**DATASET RECORDS:**
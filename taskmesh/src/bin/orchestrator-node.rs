use std::env::args;
use std::process::exit;
use std::sync::Arc;
use taskmesh::core::MulticastTransport;
use taskmesh::testkit::{init_logging, LogLevel};
use taskmesh::{error, info};
use taskmesh::{Orchestrator, OrchestratorConfig, TaskmeshError};

const LOG_LEVEL: LogLevel = LogLevel::Info;

async fn run(config: OrchestratorConfig) -> Result<(), TaskmeshError> {
  let group = config.bus.group_v4()?;
  let transport = MulticastTransport::bind(group, config.bus.interface, config.bus.max_datagram)?;
  let node = Orchestrator::new(config, Arc::new(transport));
  node.start().await?;
  tokio::signal::ctrl_c().await?;
  info!(LOG_LEVEL, "interrupted, shutting down {}", node.node_id());
  node.shutdown().await;
  Ok(())
}

fn main() {
  init_logging("info");
  let config = match args().nth(1) {
    Some(path) => OrchestratorConfig::from_file(path),
    None => Ok(OrchestratorConfig::default()),
  };
  let config = match config {
    Ok(config) => config,
    Err(e) => {
      error!(LOG_LEVEL, "{}", e);
      exit(2);
    }
  };
  let rt = tokio::runtime::Builder::new_multi_thread()
    .worker_threads(num_cpus::get())
    .enable_all()
    .build();
  let result = match rt {
    Ok(rt) => rt.block_on(run(config)),
    Err(e) => Err(e.into()),
  };
  if let Err(e) = result {
    error!(LOG_LEVEL, "{}", e);
    exit(1);
  }
}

**PROBLEM TO SOLVE:** The string "OrchestratorConfig" marks the lines to copy; report each of them from the data above.

**EXERCISE SOLUTION:**
use taskmesh::{Orchestrator, OrchestratorConfig, TaskmeshError};
async fn run(config: OrchestratorConfig) -> Result<(), TaskmeshError> {
    Some(path) => OrchestratorConfig::from_file(path),
    None => Ok(OrchestratorConfig::default()),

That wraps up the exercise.